Duns Scot ne fait que reformuler la pensée de Paul de Tarse : « tout est créé pour lui » et « vous êtes au Christ et le Christ est à Dieu » (1 Cor 3, 23).
Le fait d’être au Christ nous exalte dans la mesure où nous venons à partager la grâce de la filiation et d’être aimé comme lui, du même amour, à cause de lui.
Donc, le Christ est le Primat, le premier-né d’entre les créatures en tant qu’Homme, non pas en tant que Verbe.
Duns Scot pose le Christ comme Roi, le principe de toute la création et sa cause finale, car tout est appelé à se récapituler en lui.
Cette primauté universelle du Christ est la pierre de touche de Paul de Tarse. Nous retrouvons cette filiation chez Duns Scot et chez Pierre Teilhard de Chardin, pour ne citer que ces trois.
Quand on lit les textes bibliques depuis une perspective catholique, on entend les Écritures d’une certaine façon. Si on les lit depuis une perspective des Églises réformées, ou depuis une perspective judaïque ou musulmane, on entendra chaque fois des choses différentes. Une Église est une façon d’écouter.
Je vais me contenter de tirer un fil à partir d’une écoute des textes du jour. Je vous laisse le soin de tirer les autres fils.
En entendant Ezéchiel nous rapporter que le Seigneur Dieu dit « voici que moi-même, je m’occuperai de mes brebis, etc. ». Le fait que le seigneur Dieu dise je vais me retrousser les manches en personne signifie qu’il prend la direction des opérations. Il peut le faire par délégation tout en gardant l’initiative. Néanmoins, nous pouvons entendre ce déplacement, cette proximité comme Incarnation. Un déplacement en personne, un déplacement au cœur de l’humanité ; c’est là toute la mission du Verbe.
Mais, jusqu’où peut aller ce déplacement ?
Jusqu’à être derrière le visage de chacun.
Voilà pourquoi il dit « j’avais faim et vous m’avez donné à manger ».
Il parle donc de lui-même, comme s’il était derrière ou dans le visage de l’affamé, de l’assoiffé, de l’étranger, du malade, du prisonnier qui était dans cette situation sans doute pour des raisons valables.
L’évolution culturelle poursuit son cours. La prise de conscience que nous devons traiter les êtres humains avec dignité, avec respect, que nous devons traiter les animaux et toute la nature avec humanité, c.-à-d. avec amour, depuis ma lecture, est un signe du déploiement ou de l’émergence de ce visage derrière toute la création.

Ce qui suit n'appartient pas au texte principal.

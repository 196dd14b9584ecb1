//! 日志系统模块
//!
//! 基于 `tracing` 提供结构化的日志记录功能。
//!
//! GPU 核心层的日志约定：
//!
//! - `gpu_error!`：只用于致命的、不可恢复的原生 API 失败
//! - `gpu_warn!`：可恢复的误用（跳过该操作后继续运行）
//! - `gpu_info!`：生命周期事件（设备选择、交换链创建、退出）
//!
//! # 使用示例
//!
//! ```no_run
//! use dist_gpu::core::log;
//! use dist_gpu::core::config::LogLevel;
//!
//! log::init_logger(LogLevel::Info, false, None);
//! tracing::info!(width = 800, height = 600, "Swapchain created");
//! ```

use tracing::Level;
use tracing_subscriber::{
    fmt::{self, format::FmtSpan},
    prelude::*,
    EnvFilter,
};
use tracing_appender::rolling::{RollingFileAppender, Rotation};
use std::path::Path;

use super::config::LogLevel;

/// 日志目标名，GPU 核心层的所有日志都归到这个 target 下
pub const GPU_TARGET: &str = "dist_gpu::gpu";

/// 初始化日志系统
///
/// 必须在程序开始时调用一次；重复调用会被忽略。
///
/// # 参数
///
/// * `level` - 日志级别
/// * `file_output` - 是否输出到文件
/// * `log_file_path` - 日志文件路径（可选，默认为 "dist_gpu.log"）
pub fn init_logger(level: LogLevel, file_output: bool, log_file_path: Option<&str>) {
    let filter = EnvFilter::new(level_directive(level));

    if file_output {
        let log_path = log_file_path.unwrap_or("dist_gpu.log");
        let path = Path::new(log_path);
        let directory = path.parent().unwrap_or(Path::new("."));
        let filename = path.file_name()
            .and_then(|s| s.to_str())
            .unwrap_or("dist_gpu.log");

        // 每天滚动
        let file_appender = RollingFileAppender::new(
            Rotation::DAILY,
            directory,
            filename
        );

        let console_layer = fmt::layer()
            .with_target(true)
            .with_thread_ids(false)
            .with_thread_names(false)
            .with_ansi(true);

        let file_layer = fmt::layer()
            .with_target(true)
            .with_thread_ids(false)
            .with_thread_names(false)
            .with_ansi(false)
            .with_writer(file_appender);

        let _ = tracing_subscriber::registry()
            .with(filter)
            .with(console_layer)
            .with(file_layer)
            .try_init();
    } else {
        let fmt_layer = fmt::layer()
            .with_target(true)
            .with_thread_ids(false)
            .with_thread_names(false)
            .with_span_events(FmtSpan::CLOSE)
            .with_ansi(true);

        let _ = tracing_subscriber::registry()
            .with(filter)
            .with(fmt_layer)
            .try_init();
    }
}

fn level_directive(level: LogLevel) -> &'static str {
    match level {
        LogLevel::Trace => "trace",
        LogLevel::Debug => "debug",
        LogLevel::Info => "info",
        LogLevel::Warn => "warn",
        LogLevel::Error => "error",
    }
}

/// GPU 核心日志 - Info 级别
#[macro_export]
macro_rules! gpu_info {
    ($($arg:tt)*) => {
        tracing::info!(target: "dist_gpu::gpu", $($arg)*)
    };
}

/// GPU 核心日志 - Warn 级别（可恢复的误用）
#[macro_export]
macro_rules! gpu_warn {
    ($($arg:tt)*) => {
        tracing::warn!(target: "dist_gpu::gpu", $($arg)*)
    };
}

/// GPU 核心日志 - Error 级别（致命的原生 API 失败）
#[macro_export]
macro_rules! gpu_error {
    ($($arg:tt)*) => {
        tracing::error!(target: "dist_gpu::gpu", $($arg)*)
    };
}

/// 日志级别转换
impl From<LogLevel> for Level {
    fn from(level: LogLevel) -> Self {
        match level {
            LogLevel::Trace => Level::TRACE,
            LogLevel::Debug => Level::DEBUG,
            LogLevel::Info => Level::INFO,
            LogLevel::Warn => Level::WARN,
            LogLevel::Error => Level::ERROR,
        }
    }
}

#[cfg(test)]
mod tests {
    use super::*;

    #[test]
    fn test_log_level_conversion() {
        assert_eq!(Level::from(LogLevel::Info), Level::INFO);
        assert_eq!(Level::from(LogLevel::Error), Level::ERROR);
        assert_eq!(level_directive(LogLevel::Warn), "warn");
    }

    #[test]
    fn test_init_twice_is_harmless() {
        init_logger(LogLevel::Warn, false, None);
        init_logger(LogLevel::Debug, false, None);
        gpu_warn!(target_heap = "RTV", "logger still usable");
    }
}
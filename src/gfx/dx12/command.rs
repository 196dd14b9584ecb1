//! DirectX 12 命令列表录制

use std::mem::ManuallyDrop;

use windows::Win32::Foundation::RECT;
use windows::Win32::Graphics::Direct3D12::*;
use windows::Win32::Graphics::Dxgi::Common::*;

use crate::gfx::backend::{HeapKind, IndexFormat, NativeCommandList, TextureFootprint, Viewport};
use crate::renderer::descriptor::CpuDescriptorHandle;
use crate::renderer::resource::ImageLayout;

use super::conversion::{dxgi_format, resource_state};
use super::device::Dx12Resource;

pub struct Dx12CommandList {
    pub(crate) list: ID3D12GraphicsCommandList,
}

/// 借用资源指针构造屏障；不增加引用计数，屏障不能活得比 `resource` 久
fn transition_barrier(
    resource: &ID3D12Resource,
    before: D3D12_RESOURCE_STATES,
    after: D3D12_RESOURCE_STATES,
) -> D3D12_RESOURCE_BARRIER {
    D3D12_RESOURCE_BARRIER {
        Type: D3D12_RESOURCE_BARRIER_TYPE_TRANSITION,
        Flags: D3D12_RESOURCE_BARRIER_FLAG_NONE,
        Anonymous: D3D12_RESOURCE_BARRIER_0 {
            Transition: ManuallyDrop::new(D3D12_RESOURCE_TRANSITION_BARRIER {
                pResource: unsafe { std::mem::transmute_copy(resource) },
                Subresource: D3D12_RESOURCE_BARRIER_ALL_SUBRESOURCES,
                StateBefore: before,
                StateAfter: after,
            }),
        },
    }
}

fn subresource_location(resource: &ID3D12Resource) -> D3D12_TEXTURE_COPY_LOCATION {
    D3D12_TEXTURE_COPY_LOCATION {
        pResource: unsafe { std::mem::transmute_copy(resource) },
        Type: D3D12_TEXTURE_COPY_TYPE_SUBRESOURCE_INDEX,
        Anonymous: D3D12_TEXTURE_COPY_LOCATION_0 { SubresourceIndex: 0 },
    }
}

impl NativeCommandList for Dx12CommandList {
    type Resource = Dx12Resource;

    fn set_vertex_buffer(&mut self, buffer: &Dx12Resource, size: u64, stride: u32) {
        unsafe {
            let view = D3D12_VERTEX_BUFFER_VIEW {
                BufferLocation: buffer.resource.GetGPUVirtualAddress(),
                SizeInBytes: size as u32,
                StrideInBytes: stride,
            };
            self.list.IASetVertexBuffers(0, Some(&[view]));
        }
    }

    fn set_index_buffer(&mut self, buffer: &Dx12Resource, size: u64, format: IndexFormat) {
        unsafe {
            let view = D3D12_INDEX_BUFFER_VIEW {
                BufferLocation: buffer.resource.GetGPUVirtualAddress(),
                SizeInBytes: size as u32,
                Format: match format {
                    IndexFormat::U16 => DXGI_FORMAT_R16_UINT,
                    IndexFormat::U32 => DXGI_FORMAT_R32_UINT,
                },
            };
            self.list.IASetIndexBuffer(Some(&view));
        }
    }

    fn clear_render_target(&mut self, rtv: CpuDescriptorHandle, color: [f32; 4]) {
        unsafe {
            let handle = D3D12_CPU_DESCRIPTOR_HANDLE { ptr: rtv.ptr };
            self.list.ClearRenderTargetView(handle, &color, None);
        }
    }

    fn set_viewport(&mut self, viewport: Viewport) {
        let native = D3D12_VIEWPORT {
            TopLeftX: viewport.x,
            TopLeftY: viewport.y,
            Width: viewport.width,
            Height: viewport.height,
            MinDepth: viewport.min_depth,
            MaxDepth: viewport.max_depth,
        };
        // 裁剪矩形与视口一致
        let scissor = RECT {
            left: viewport.x as i32,
            top: viewport.y as i32,
            right: (viewport.x + viewport.width) as i32,
            bottom: (viewport.y + viewport.height) as i32,
        };
        unsafe {
            self.list.RSSetViewports(&[native]);
            self.list.RSSetScissorRects(&[scissor]);
        }
    }

    fn draw(&mut self, vertex_count: u32) {
        unsafe { self.list.DrawInstanced(vertex_count, 1, 0, 0) }
    }

    fn draw_indexed(&mut self, index_count: u32) {
        unsafe { self.list.DrawIndexedInstanced(index_count, 1, 0, 0, 0) }
    }

    fn dispatch(&mut self, x: u32, y: u32, z: u32) {
        unsafe { self.list.Dispatch(x, y, z) }
    }

    fn resource_barrier(&mut self, resource: &Dx12Resource, before: ImageLayout, after: ImageLayout) {
        // 上传堆资源固定在 GENERIC_READ
        if resource.heap == HeapKind::Upload {
            return;
        }
        let (before, after) = (resource_state(before), resource_state(after));
        // D3D12 拒绝前后状态相同的转换
        if before == after {
            return;
        }
        let barrier = transition_barrier(&resource.resource, before, after);
        unsafe { self.list.ResourceBarrier(&[barrier]) }
    }

    fn copy_texture(&mut self, source: &Dx12Resource, dest: &Dx12Resource) {
        let src = subresource_location(&source.resource);
        let dst = subresource_location(&dest.resource);
        unsafe { self.list.CopyTextureRegion(&dst, 0, 0, 0, &src, None) }
    }

    fn copy_buffer_to_texture(
        &mut self,
        source: &Dx12Resource,
        dest: &Dx12Resource,
        footprint: &TextureFootprint,
    ) {
        let src = D3D12_TEXTURE_COPY_LOCATION {
            pResource: unsafe { std::mem::transmute_copy(&source.resource) },
            Type: D3D12_TEXTURE_COPY_TYPE_PLACED_FOOTPRINT,
            Anonymous: D3D12_TEXTURE_COPY_LOCATION_0 {
                PlacedFootprint: D3D12_PLACED_SUBRESOURCE_FOOTPRINT {
                    Offset: footprint.offset,
                    Footprint: D3D12_SUBRESOURCE_FOOTPRINT {
                        Format: dxgi_format(footprint.format),
                        Width: footprint.width,
                        Height: footprint.height,
                        Depth: 1,
                        RowPitch: footprint.row_pitch,
                    },
                },
            },
        };
        let dst = subresource_location(&dest.resource);
        unsafe { self.list.CopyTextureRegion(&dst, 0, 0, 0, &src, None) }
    }
}
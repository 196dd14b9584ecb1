//! GPU 同步机制模块
//!
//! 提供 CPU-GPU 同步用的 Fence。
//!
//! # 设计原则
//!
//! - Fence 持有一个单调递增的计数器，每次 `signal` 加一并在队列上排入同值的 signal
//! - 设备报告的完成值 ≥ V 时，V 之前排入队列的所有工作都已完成
//! - `sync` 只在真正完成后返回，阻塞等待在操作系统事件上而不是忙等
//!
//! # 使用场景
//!
//! 1. **帧同步**：确保 GPU 完成前一帧才重置该帧的命令分配器
//! 2. **资源更新**：确保上传完成后才释放临时缓冲
//! 3. **退出**：销毁对象前排空所有队列

use std::time::Duration;

use crate::core::error::Result;
use crate::gfx::backend::GpuDevice;
use crate::gpu_error;

/// Fence 值
///
/// 用于 CPU-GPU 同步的单调递增值。
/// CPU 可以等待 GPU 完成特定 Fence 值对应的工作。
#[derive(Debug, Clone, Copy, PartialEq, Eq, PartialOrd, Ord, Hash, Default)]
pub struct FenceValue(u64);

impl FenceValue {
    /// 创建新的Fence值
    pub fn new(value: u64) -> Self {
        Self(value)
    }

    /// 获取内部值
    pub fn value(&self) -> u64 {
        self.0
    }

    /// 下一个Fence值
    pub fn next(&self) -> Self {
        Self(self.0 + 1)
    }
}

/// GPU Fence
///
/// 持有原生 Fence 与 CPU 侧计数器。销毁通过消费式的 `free` 完成，
/// 因此原生对象只会被销毁一次。
pub struct Fence<D: GpuDevice> {
    device: D,
    native: D::Fence,
    value: FenceValue,
}

impl<D: GpuDevice> Fence<D> {
    /// 创建初始值为 0 的 Fence
    pub fn new(device: &D) -> Result<Self> {
        let native = device.create_fence(0)?;
        Ok(Self {
            device: device.clone(),
            native,
            value: FenceValue::default(),
        })
    }

    /// 计数器加一，并在 `queue` 上排入新值的 signal
    ///
    /// 返回调用方需要等待的值；同一个 Fence 返回的值严格递增，从 1 开始。
    pub fn signal(&mut self, queue: &D::Queue) -> Result<FenceValue> {
        let next = self.value.next();
        self.device.signal_fence(queue, &self.native, next.value())?;
        self.value = next;
        Ok(next)
    }

    /// 非阻塞查询
    pub fn reached(&self, value: FenceValue) -> bool {
        self.device.fence_completed_value(&self.native) >= value.value()
    }

    /// 阻塞直到 `value` 完成
    pub fn sync(&self, value: FenceValue) -> Result<()> {
        while !self.reached(value) {
            self.device.wait_fence(&self.native, value.value(), None)?;
        }
        Ok(())
    }

    /// 排入一个新的 signal 并等待它完成，即排空 `queue` 上已提交的全部工作
    pub fn flush(&mut self, queue: &D::Queue) -> Result<()> {
        let value = self.signal(queue)?;
        self.sync(value)
    }

    /// 带超时的等待，返回目标值是否已经完成
    pub fn wait(&self, target: FenceValue, timeout: Duration) -> Result<bool> {
        if self.reached(target) {
            return Ok(true);
        }
        self.device
            .wait_fence(&self.native, target.value(), Some(timeout))
            .map_err(|e| {
                gpu_error!(target = target.value(), "Fence wait failed: {}", e);
                e
            })?;
        Ok(self.reached(target))
    }

    /// 设备报告的已完成值
    pub fn completed_value(&self) -> FenceValue {
        FenceValue::new(self.device.fence_completed_value(&self.native))
    }

    /// 最近一次 signal 的值
    pub fn value(&self) -> FenceValue {
        self.value
    }

    pub fn native(&self) -> &D::Fence {
        &self.native
    }

    /// 销毁原生 Fence
    pub fn free(self) {
        self.device.destroy_fence(self.native);
    }
}

#[cfg(test)]
mod tests {
    use super::*;
    use crate::gfx::headless::{CompletionMode, HeadlessDevice, ObjectKind};
    use crate::renderer::command::CommandBufferType;
    use std::thread;

    #[test]
    fn test_fence_value() {
        let value = FenceValue::new(1);
        assert_eq!(value.value(), 1);
        assert_eq!(value.next().value(), 2);
        assert!(value < value.next());
        assert_eq!(FenceValue::default().value(), 0);
    }

    #[test]
    fn test_signal_values_strictly_increase() {
        let device = HeadlessDevice::new();
        let queue = device.create_queue(CommandBufferType::Graphics).unwrap();
        let mut fence = Fence::new(&device).unwrap();

        let mut previous = FenceValue::default();
        for expected in 1..=5u64 {
            let value = fence.signal(&queue).unwrap();
            assert_eq!(value.value(), expected);
            assert!(value > previous);
            previous = value;
        }
        assert_eq!(fence.value().value(), 5);
    }

    #[test]
    fn test_reached_tracks_completion() {
        let device = HeadlessDevice::with_mode(CompletionMode::Deferred);
        let queue = device.create_queue(CommandBufferType::Graphics).unwrap();
        let mut fence = Fence::new(&device).unwrap();

        let value = fence.signal(&queue).unwrap();
        assert!(!fence.reached(value));
        assert_eq!(fence.completed_value().value(), 0);

        device.retire_all();
        assert!(fence.reached(value));
    }

    #[test]
    fn test_sync_does_not_return_early() {
        let device = HeadlessDevice::with_mode(CompletionMode::Deferred);
        let queue = device.create_queue(CommandBufferType::Compute).unwrap();
        let mut fence = Fence::new(&device).unwrap();
        let value = fence.signal(&queue).unwrap();

        let retirer = device.clone();
        let handle = thread::spawn(move || {
            thread::sleep(Duration::from_millis(40));
            retirer.retire_all();
        });

        fence.sync(value).unwrap();
        assert!(fence.reached(value));
        handle.join().unwrap();
    }

    #[test]
    fn test_wait_with_timeout() {
        let device = HeadlessDevice::with_mode(CompletionMode::Deferred);
        let queue = device.create_queue(CommandBufferType::Upload).unwrap();
        let mut fence = Fence::new(&device).unwrap();
        let value = fence.signal(&queue).unwrap();

        assert!(!fence.wait(value, Duration::from_millis(5)).unwrap());
        device.retire_all();
        assert!(fence.wait(value, Duration::from_millis(5)).unwrap());
    }

    #[test]
    fn test_wait_event_failure_is_fatal() {
        let device = HeadlessDevice::with_mode(CompletionMode::Deferred);
        let queue = device.create_queue(CommandBufferType::Graphics).unwrap();
        let mut fence = Fence::new(&device).unwrap();
        let value = fence.signal(&queue).unwrap();

        device.fail_next_wait_event();
        let err = fence.sync(value).unwrap_err();
        assert!(err.is_fatal());
    }

    #[test]
    fn test_flush_and_free() {
        let device = HeadlessDevice::new();
        let queue = device.create_queue(CommandBufferType::Graphics).unwrap();
        let mut fence = Fence::new(&device).unwrap();

        fence.flush(&queue).unwrap();
        fence.flush(&queue).unwrap();
        assert_eq!(fence.completed_value().value(), 2);

        fence.free();
        assert_eq!(device.created_count(ObjectKind::Fence), 1);
        assert_eq!(device.destroyed_count(ObjectKind::Fence), 1);
    }

    #[test]
    fn test_creation_failure() {
        let device = HeadlessDevice::new();
        device.fail_creation(ObjectKind::Fence);
        assert!(Fence::new(&device).is_err());
    }
}
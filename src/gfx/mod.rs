//! 图形后端模块
//!
//! 本模块封装了原生图形 API 的底层实现，包括：
//! - DirectX 12：Windows 平台的高性能图形 API
//! - headless：进程内模拟的 D3D12 对象模型，用于测试和没有图形 API 的平台
//!
//! 所有后端都实现了统一的 `GpuDevice` trait，
//! 上层的命令缓冲、资源与同步代码对它泛型，在编译期单态化。

pub mod backend;
pub mod headless;
#[cfg(target_os = "windows")]
pub mod dx12;

pub use backend::{GpuBackend, GpuDevice};
pub use headless::HeadlessDevice;
#[cfg(target_os = "windows")]
pub use dx12::Dx12Device;
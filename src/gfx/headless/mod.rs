//! 无头后端
//!
//! 不依赖任何原生图形 API 的 `GpuDevice` 实现，模拟 D3D12 的对象模型
//! 并记录每一次原生调用。测试和没有可用图形 API 的平台都使用它。

mod device;
mod journal;

pub use device::{
    CompletionMode, HeadlessCommandAllocator, HeadlessCommandList, HeadlessDescriptorHeap,
    HeadlessDevice, HeadlessFence, HeadlessQueue, HeadlessResource, HeadlessSwapChain,
};
pub use journal::{Journal, NativeCall, ObjectKind, ViewKind};
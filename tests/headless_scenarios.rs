//! 基于无头设备的端到端场景

use std::sync::atomic::{AtomicBool, Ordering};
use std::sync::Arc;
use std::thread;
use std::time::Duration;

use dist_gpu::core::Config;
use dist_gpu::gfx::headless::{CompletionMode, HeadlessDevice, NativeCall, ObjectKind};
use dist_gpu::gfx::GpuDevice;
use dist_gpu::renderer::{
    Buffer, BufferType, CommandBuffer, CommandBufferType, Context, CpuImage, DescriptorHeap,
    DescriptorHeapType, Fence, Image, ImageFormat, ImageLayout, ImageUsage, SurfaceDesc,
};

fn context(device: &HeadlessDevice) -> Context<HeadlessDevice> {
    Context::with_device(device.clone(), &Config::default(), SurfaceDesc::offscreen(320, 240)).unwrap()
}

/// 后台线程周期性地退役挂起的 signal，模拟 GPU 异步完成
struct Retirer {
    stop: Arc<AtomicBool>,
    handle: Option<thread::JoinHandle<()>>,
}

impl Retirer {
    fn spawn(device: &HeadlessDevice) -> Self {
        let stop = Arc::new(AtomicBool::new(false));
        let flag = stop.clone();
        let device = device.clone();
        let handle = thread::spawn(move || {
            while !flag.load(Ordering::SeqCst) {
                thread::sleep(Duration::from_millis(5));
                device.retire_all();
            }
        });
        Self { stop, handle: Some(handle) }
    }
}

impl Drop for Retirer {
    fn drop(&mut self) {
        self.stop.store(true, Ordering::SeqCst);
        if let Some(handle) = self.handle.take() {
            let _ = handle.join();
        }
    }
}

#[test]
fn clear_then_present() {
    let device = HeadlessDevice::new();
    let mut ctx = context(&device);

    ctx.begin_frame().unwrap();
    device.clear_journal();
    let (commands, image) = ctx.frame_mut().unwrap();
    commands.clear_color(image, 0.0, 0.2, 0.4, 1.0).unwrap();
    ctx.end_frame().unwrap();

    let presented_index = ctx.frame_index();
    ctx.present().unwrap();

    let journal = device.journal();
    assert_eq!(
        journal.count(|c| matches!(c, NativeCall::ClearRenderTarget { color, .. } if *color == [0.0, 0.2, 0.4, 1.0])),
        1
    );
    assert_eq!(
        journal.count(|c| matches!(
            c,
            NativeCall::ResourceBarrier { before: ImageLayout::RenderTarget, after: ImageLayout::Present, .. }
        )),
        1
    );

    let clear = journal.position(|c| matches!(c, NativeCall::ClearRenderTarget { .. })).unwrap();
    let to_present = journal
        .position(|c| matches!(c, NativeCall::ResourceBarrier { after: ImageLayout::Present, .. }))
        .unwrap();
    let execute = journal
        .position(|c| matches!(c, NativeCall::ExecuteCommandList { queue: CommandBufferType::Graphics, .. }))
        .unwrap();
    let present = journal.position(|c| matches!(c, NativeCall::Present { .. })).unwrap();
    assert!(clear < to_present && to_present < execute && execute < present);

    // 刚呈现的图像回到 Present 布局
    assert_ne!(ctx.frame_index(), presented_index);
    ctx.begin_frame().unwrap();
    ctx.end_frame().unwrap();
    ctx.present().unwrap();
    assert_eq!(ctx.swap_chain_image().unwrap().layout(), ImageLayout::Present);

    ctx.exit();
    assert_eq!(device.total_live(), 0);
}

#[test]
fn upload_from_cpu_waits_for_completion() {
    let device = HeadlessDevice::with_mode(CompletionMode::Deferred);
    let mut ctx = {
        let _retirer = Retirer::spawn(&device);
        context(&device)
    };

    let pixels: Vec<u8> = (0..16).collect();
    let source = CpuImage::from_rgba8(2, 2, pixels);

    device.clear_journal();
    let image = {
        let _retirer = Retirer::spawn(&device);
        Image::from_cpu(&mut ctx, &source).unwrap()
    };

    // 返回时上传已经完成，没有挂起的工作
    assert_eq!(device.pending_signals(), 0);
    let upload_fence = ctx.queue(CommandBufferType::Upload).fence();
    assert!(upload_fence.reached(upload_fence.value()));
    assert_eq!(image.layout(), ImageLayout::Common);
    assert_eq!(image.format(), ImageFormat::Rgba8);

    let journal = device.journal();
    let staging = journal
        .calls()
        .iter()
        .find_map(|c| match c {
            NativeCall::CreateBuffer { id, desc } => {
                // 2 像素 * 4 字节的行按 256 字节对齐
                assert_eq!(desc.size, 512);
                Some(*id)
            }
            _ => None,
        })
        .unwrap();

    let reset = journal.position(|c| matches!(c, NativeCall::ResetCommandList { .. })).unwrap();
    let barrier = journal
        .position(|c| matches!(
            c,
            NativeCall::ResourceBarrier { resource, before: ImageLayout::Common, after: ImageLayout::CopySource, .. }
                if *resource == staging
        ))
        .unwrap();
    let copy = journal
        .position(|c| matches!(c, NativeCall::CopyBufferToTexture { source, footprint, .. }
            if *source == staging && footprint.row_pitch == 256))
        .unwrap();
    let close = journal.last_position(|c| matches!(c, NativeCall::CloseCommandList { .. })).unwrap();
    let execute = journal
        .position(|c| matches!(c, NativeCall::ExecuteCommandList { queue: CommandBufferType::Upload, .. }))
        .unwrap();
    let signal = journal
        .position(|c| matches!(c, NativeCall::Signal { queue: CommandBufferType::Upload, .. }))
        .unwrap();
    let wait = journal.position(|c| matches!(c, NativeCall::WaitFence { .. })).unwrap();
    let list_released = journal
        .position(|c| matches!(c, NativeCall::Destroy { kind: ObjectKind::CommandList, .. }))
        .unwrap();
    let staging_released = journal
        .position(|c| matches!(c, NativeCall::Destroy { kind: ObjectKind::Resource, id } if *id == staging))
        .unwrap();

    assert!(reset < barrier);
    assert!(barrier < copy);
    assert!(copy < close);
    assert!(close < execute);
    assert!(execute < signal);
    assert!(signal < wait);
    assert!(wait < list_released);
    assert!(list_released < staging_released);

    image.free(&mut ctx);
    device.set_completion_mode(CompletionMode::Immediate);
    ctx.exit();
    assert_eq!(device.total_live(), 0);
}

#[test]
fn upload_rejects_mismatched_pixels() {
    let device = HeadlessDevice::new();
    let mut ctx = context(&device);
    let live_before = device.total_live();

    let source = CpuImage::from_rgba8(4, 4, vec![0; 10]);
    let err = Image::from_cpu(&mut ctx, &source).err().unwrap();
    assert!(!err.is_fatal());
    assert_eq!(device.total_live(), live_before);

    ctx.exit();
}

#[test]
fn every_resource_kind_is_released() {
    let device = HeadlessDevice::new();
    let mut ctx = context(&device);

    let images = vec![
        Image::new(&mut ctx, 64, 64, ImageFormat::Rgba8, ImageUsage::RenderTarget).unwrap(),
        Image::new(&mut ctx, 64, 64, ImageFormat::Depth32, ImageUsage::DepthTarget).unwrap(),
        Image::new(&mut ctx, 64, 64, ImageFormat::Rgba16Float, ImageUsage::Storage).unwrap(),
        Image::new_cube_map(&mut ctx, 32, 32, ImageFormat::Rgba8, ImageUsage::ShaderResource).unwrap(),
        Image::new_copy(&mut ctx, 64, 64).unwrap(),
    ];
    let vertices = Buffer::new(&ctx, BufferType::Vertex, 1024, 16).unwrap();
    let constants = Buffer::new(&ctx, BufferType::Constant, 100, 0).unwrap();
    assert_eq!(constants.size(), 256);

    let mut commands = CommandBuffer::new(ctx.device(), CommandBufferType::Graphics).unwrap();
    commands.begin().unwrap();
    commands.bind_buffer(&vertices).unwrap();
    commands.set_viewport(64.0, 64.0, 0.0, 0.0).unwrap();
    commands.draw(3).unwrap();
    commands.end().unwrap();
    ctx.submit(&mut commands).unwrap();
    ctx.flush_queue(CommandBufferType::Graphics).unwrap();

    commands.free();
    vertices.free();
    constants.free();
    for image in images {
        image.free(&mut ctx);
    }
    assert_eq!(ctx.heap(DescriptorHeapType::Dsv).used(), 0);
    assert_eq!(ctx.heap(DescriptorHeapType::CbvSrvUav).used(), 0);

    ctx.exit();
    assert_eq!(device.total_live(), 0);
    for kind in ObjectKind::ALL {
        assert_eq!(device.created_count(kind), device.destroyed_count(kind), "{:?}", kind);
    }
}

#[test]
fn fence_values_and_blocking() {
    let device = HeadlessDevice::with_mode(CompletionMode::Deferred);
    let queue = device.create_queue(CommandBufferType::Compute).unwrap();
    let mut fence = Fence::new(&device).unwrap();

    let values: Vec<u64> = (0..3).map(|_| fence.signal(&queue).unwrap().value()).collect();
    assert_eq!(values, vec![1, 2, 3]);

    let last = fence.value();
    assert!(!fence.reached(last));
    assert!(!fence.wait(last, Duration::from_millis(10)).unwrap());

    let retirer = device.clone();
    let handle = thread::spawn(move || {
        thread::sleep(Duration::from_millis(20));
        retirer.retire_all();
    });
    fence.sync(last).unwrap();
    assert!(fence.reached(last));
    handle.join().unwrap();

    fence.free();
    device.destroy_queue(queue);
    assert_eq!(device.total_live(), 0);
}

#[test]
fn descriptor_heap_capacity() {
    let device = HeadlessDevice::new();
    let mut heap = DescriptorHeap::new(&device, DescriptorHeapType::CbvSrvUav, 4).unwrap();

    let slots: Vec<_> = (0..4).map(|_| heap.alloc().unwrap()).collect();
    assert!(heap.alloc().is_err());

    heap.free_space(slots[2]);
    let reused = heap.alloc().unwrap();
    assert_eq!(reused, slots[2]);
    assert!(heap.gpu(reused).is_some());

    heap.free(&device);
    assert_eq!(device.total_live(), 0);
}

#[test]
fn recording_outside_begin_is_rejected() {
    let device = HeadlessDevice::new();
    let mut commands = CommandBuffer::new(&device, CommandBufferType::Compute).unwrap();

    let err = commands.dispatch(1, 1, 1).err().unwrap();
    assert!(!err.is_fatal());

    commands.begin().unwrap();
    commands.dispatch(8, 8, 1).unwrap();
    commands.end().unwrap();
    assert!(commands.dispatch(1, 1, 1).is_err());

    commands.free();
    assert_eq!(device.total_live(), 0);
}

Quand nous devenons sensibles à ce visage unique, alors cela signifie que notre processus de transformation a commencé pour ressembler à celui que nous apercevons. Alors, nous commençons notre transformation vers notre ultra humanisation.
Cette transformation fait une différence ; elle crée une différence aussi effective que la différenciation qu’opère le berger en séparant les agneaux des chevreaux. Par ailleurs, cette image s’arrête là, sur l’effectivité de la différenciation. Elle ne suggère pas que les agneaux seraient les bons et les chevreaux les mauvais.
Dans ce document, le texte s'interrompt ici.